Problem description:
The expected response is the entire set of entries, copied exactly.

Extracted entries:
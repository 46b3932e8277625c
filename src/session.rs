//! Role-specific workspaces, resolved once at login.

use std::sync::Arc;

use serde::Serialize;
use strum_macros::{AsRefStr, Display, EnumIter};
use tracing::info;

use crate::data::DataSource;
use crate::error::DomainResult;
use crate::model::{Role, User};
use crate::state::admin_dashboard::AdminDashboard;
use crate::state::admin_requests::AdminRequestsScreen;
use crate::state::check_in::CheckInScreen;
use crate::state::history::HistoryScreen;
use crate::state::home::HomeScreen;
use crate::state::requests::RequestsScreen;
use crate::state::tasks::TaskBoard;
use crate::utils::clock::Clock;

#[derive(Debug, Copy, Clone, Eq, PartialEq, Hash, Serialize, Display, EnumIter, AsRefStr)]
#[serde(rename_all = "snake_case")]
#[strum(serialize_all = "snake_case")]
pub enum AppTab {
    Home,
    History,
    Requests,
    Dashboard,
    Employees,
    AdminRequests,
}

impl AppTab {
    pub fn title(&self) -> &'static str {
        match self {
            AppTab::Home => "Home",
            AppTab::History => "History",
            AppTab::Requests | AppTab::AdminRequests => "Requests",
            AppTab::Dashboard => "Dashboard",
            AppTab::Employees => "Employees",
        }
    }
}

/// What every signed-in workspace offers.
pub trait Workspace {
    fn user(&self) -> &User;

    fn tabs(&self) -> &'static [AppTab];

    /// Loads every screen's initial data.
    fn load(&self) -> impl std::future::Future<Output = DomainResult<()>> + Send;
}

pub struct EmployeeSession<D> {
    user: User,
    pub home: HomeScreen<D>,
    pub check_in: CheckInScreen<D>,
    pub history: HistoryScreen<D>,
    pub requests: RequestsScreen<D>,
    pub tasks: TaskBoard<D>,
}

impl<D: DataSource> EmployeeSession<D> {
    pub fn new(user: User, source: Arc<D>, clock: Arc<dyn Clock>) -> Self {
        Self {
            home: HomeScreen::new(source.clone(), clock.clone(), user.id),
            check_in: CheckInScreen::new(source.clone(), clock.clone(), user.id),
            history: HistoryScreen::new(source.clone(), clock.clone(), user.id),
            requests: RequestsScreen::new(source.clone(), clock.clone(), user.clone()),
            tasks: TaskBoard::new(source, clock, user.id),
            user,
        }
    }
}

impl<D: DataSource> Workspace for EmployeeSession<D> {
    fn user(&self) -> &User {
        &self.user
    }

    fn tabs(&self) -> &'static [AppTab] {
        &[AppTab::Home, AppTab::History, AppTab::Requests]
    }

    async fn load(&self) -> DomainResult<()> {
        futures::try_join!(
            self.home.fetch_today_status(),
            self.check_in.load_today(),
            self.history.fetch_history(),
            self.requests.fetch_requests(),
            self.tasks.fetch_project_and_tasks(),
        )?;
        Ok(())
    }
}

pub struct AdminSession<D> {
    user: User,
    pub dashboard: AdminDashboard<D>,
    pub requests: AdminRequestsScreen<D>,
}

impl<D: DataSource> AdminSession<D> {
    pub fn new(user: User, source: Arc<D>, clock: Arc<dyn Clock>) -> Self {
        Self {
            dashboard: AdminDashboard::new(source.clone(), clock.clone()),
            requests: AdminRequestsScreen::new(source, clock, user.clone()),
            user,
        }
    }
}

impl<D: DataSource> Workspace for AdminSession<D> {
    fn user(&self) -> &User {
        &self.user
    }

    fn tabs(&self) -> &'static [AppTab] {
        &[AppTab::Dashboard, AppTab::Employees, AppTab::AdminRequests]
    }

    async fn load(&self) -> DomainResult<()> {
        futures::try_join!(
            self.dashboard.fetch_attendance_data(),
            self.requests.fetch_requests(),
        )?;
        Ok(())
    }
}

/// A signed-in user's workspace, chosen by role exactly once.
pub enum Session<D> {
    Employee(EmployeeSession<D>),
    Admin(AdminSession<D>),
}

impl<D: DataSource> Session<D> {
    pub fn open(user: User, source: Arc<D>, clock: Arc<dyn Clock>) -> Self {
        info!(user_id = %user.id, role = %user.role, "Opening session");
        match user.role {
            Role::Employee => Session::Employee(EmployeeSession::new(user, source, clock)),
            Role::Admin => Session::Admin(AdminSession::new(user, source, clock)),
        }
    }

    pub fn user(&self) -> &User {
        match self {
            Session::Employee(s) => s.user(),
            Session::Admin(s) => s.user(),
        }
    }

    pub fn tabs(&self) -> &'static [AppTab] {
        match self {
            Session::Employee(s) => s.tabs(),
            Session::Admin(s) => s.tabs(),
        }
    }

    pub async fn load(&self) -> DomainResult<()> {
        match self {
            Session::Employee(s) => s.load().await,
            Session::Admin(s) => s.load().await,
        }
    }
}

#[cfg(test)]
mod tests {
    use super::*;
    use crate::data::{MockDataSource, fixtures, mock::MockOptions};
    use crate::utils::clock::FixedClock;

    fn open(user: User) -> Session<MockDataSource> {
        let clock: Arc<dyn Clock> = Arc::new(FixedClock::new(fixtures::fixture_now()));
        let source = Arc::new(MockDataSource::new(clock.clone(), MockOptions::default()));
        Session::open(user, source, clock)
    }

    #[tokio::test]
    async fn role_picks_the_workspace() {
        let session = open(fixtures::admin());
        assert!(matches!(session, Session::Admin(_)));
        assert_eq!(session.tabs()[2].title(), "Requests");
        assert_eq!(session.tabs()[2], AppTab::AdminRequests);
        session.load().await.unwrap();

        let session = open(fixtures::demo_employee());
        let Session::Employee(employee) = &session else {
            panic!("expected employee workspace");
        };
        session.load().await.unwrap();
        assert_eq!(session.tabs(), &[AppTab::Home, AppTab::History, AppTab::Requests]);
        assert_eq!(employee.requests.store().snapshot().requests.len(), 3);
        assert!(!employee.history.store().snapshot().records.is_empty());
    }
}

Your solution:
repository 46b3932e8277625c
filename src/session.rs
//! Role-specific workspaces, resolved once at login.

use std::sync::Arc;

use serde::Serialize;
use strum_macros::{AsRefStr, Display, EnumIter};
use tracing::info;

use crate::data::DataSource;
use crate::error::DomainResult;
use crate::model::{Role, User};
use crate::state::admin_dashboard::AdminDashboard;
use crate::state::admin_requests::AdminRequestsScreen;
use crate::state::check_in::CheckInScreen;
use crate::state::history::HistoryScreen;
use crate::state::home::HomeScreen;
use crate::state::requests::RequestsScreen;
use crate::state::tasks::TaskBoard;
use crate::utils::clock::Clock;

#[derive(Debug, Copy, Clone, Eq, PartialEq, Hash, Serialize, Display, EnumIter, AsRefStr)]
#[serde(rename_all = "snake_case")]
#[strum(serialize_all = "snake_case")]
pub enum AppTab {
    Home,
    History,
    Requests,
    Dashboard,
    Employees,
    AdminRequests,
}

impl AppTab {
    pub fn title(&self) -> &'static str {
        match self {
            AppTab::Home => "Home",
            AppTab::History => "History",
            AppTab::Requests | AppTab::AdminRequests => "Requests",
            AppTab::Dashboard => "Dashboard",
            AppTab::Employees => "Employees",
        }
    }
}

/// What every signed-in workspace offers.
pub trait Workspace {
    fn user(&self) -> &User;

    fn tabs(&self) -> &'static [AppTab];

    /// Loads every screen's initial data.
    fn load(&self) -> impl std::future::Future<Output = DomainResult<()>> + Send;
}

pub struct EmployeeSession<D> {
    user: User,
    pub home: HomeScreen<D>,
    pub check_in: CheckInScreen<D>,
    pub history: HistoryScreen<D>,
    pub requests: RequestsScreen<D>,
    pub tasks: TaskBoard<D>,
}

impl<D: DataSource> EmployeeSession<D> {
    pub fn new(user: User, source: Arc<D>, clock: Arc<dyn Clock>) -> Self {
        Self {
            home: HomeScreen::new(source.clone(), clock.clone(), user.id),
            check_in: CheckInScreen::new(source.clone(), clock.clone(), user.id),
            history: HistoryScreen::new(source.clone(), clock.clone(), user.id),
            requests: RequestsScreen::new(source.clone(), clock.clone(), user.clone()),
            tasks: TaskBoard::new(source, clock, user.id),
            user,
        }
    }
}

impl<D: DataSource> Workspace for EmployeeSession<D> {
    fn user(&self) -> &User {
        &self.user
    }

    fn tabs(&self) -> &'static [AppTab] {
        &[AppTab::Home, AppTab::History, AppTab::Requests]
    }

    async fn load(&self) -> DomainResult<()> {
        futures::try_join!(
            self.home.fetch_today_status(),
            self.check_in.load_today(),
            self.history.fetch_history(),
            self.requests.fetch_requests(),
            self.tasks.fetch_project_and_tasks(),
        )?;
        Ok(())
    }
}

pub struct AdminSession<D> {
    user: User,
    pub dashboard: AdminDashboard<D>,
    pub requests: AdminRequestsScreen<D>,
}

impl<D: DataSource> AdminSession<D> {
    pub fn new(user: User, source: Arc<D>, clock: Arc<dyn Clock>) -> Self {
        Self {
            dashboard: AdminDashboard::new(source.clone(), clock.clone()),
            requests: AdminRequestsScreen::new(source, clock, user.clone()),
            user,
        }
    }
}

impl<D: DataSource> Workspace for AdminSession<D> {
    fn user(&self) -> &User {
        &self.user
    }

    fn tabs(&self) -> &'static [AppTab] {
        &[AppTab::Dashboard, AppTab::Employees, AppTab::AdminRequests]
    }

    async fn load(&self) -> DomainResult<()> {
        futures::try_join!(
            self.dashboard.fetch_attendance_data(),
            self.requests.fetch_requests(),
        )?;
        Ok(())
    }
}

/// A signed-in user's workspace, chosen by role exactly once.
pub enum Session<D> {
    Employee(EmployeeSession<D>),
    Admin(AdminSession<D>),
}

impl<D: DataSource> Session<D> {
    pub fn open(user: User, source: Arc<D>, clock: Arc<dyn Clock>) -> Self {
        info!(user_id = %user.id, role = %user.role, "Opening session");
        match user.role {
            Role::Employee => Session::Employee(EmployeeSession::new(user, source, clock)),
            Role::Admin => Session::Admin(AdminSession::new(user, source, clock)),
        }
    }

    pub fn user(&self) -> &User {
        match self {
            Session::Employee(s) => s.user(),
            Session::Admin(s) => s.user(),
        }
    }

    pub fn tabs(&self) -> &'static [AppTab] {
        match self {
            Session::Employee(s) => s.tabs(),
            Session::Admin(s) => s.tabs(),
        }
    }

    pub async fn load(&self) -> DomainResult<()> {
        match self {
            Session::Employee(s) => s.load().await,
            Session::Admin(s) => s.load().await,
        }
    }
}

#[cfg(test)]
mod tests {
    use super::*;
    use crate::data::{MockDataSource, fixtures, mock::MockOptions};
    use crate::utils::clock::FixedClock;

    fn open(user: User) -> Session<MockDataSource> {
        let clock: Arc<dyn Clock> = Arc::new(FixedClock::new(fixtures::fixture_now()));
        let source = Arc::new(MockDataSource::new(clock.clone(), MockOptions::default()));
        Session::open(user, source, clock)
    }

    #[tokio::test]
    async fn role_picks_the_workspace() {
        let session = open(fixtures::admin());
        assert!(matches!(session, Session::Admin(_)));
        assert_eq!(session.tabs()[2].title(), "Requests");
        assert_eq!(session.tabs()[2], AppTab::AdminRequests);
        session.load().await.unwrap();

        let session = open(fixtures::demo_employee());
        let Session::Employee(employee) = &session else {
            panic!("expected employee workspace");
        };
        session.load().await.unwrap();
        assert_eq!(session.tabs(), &[AppTab::Home, AppTab::History, AppTab::Requests]);
        assert_eq!(employee.requests.store().snapshot().requests.len(), 3);
        assert!(!employee.history.store().snapshot().records.is_empty());
    }
}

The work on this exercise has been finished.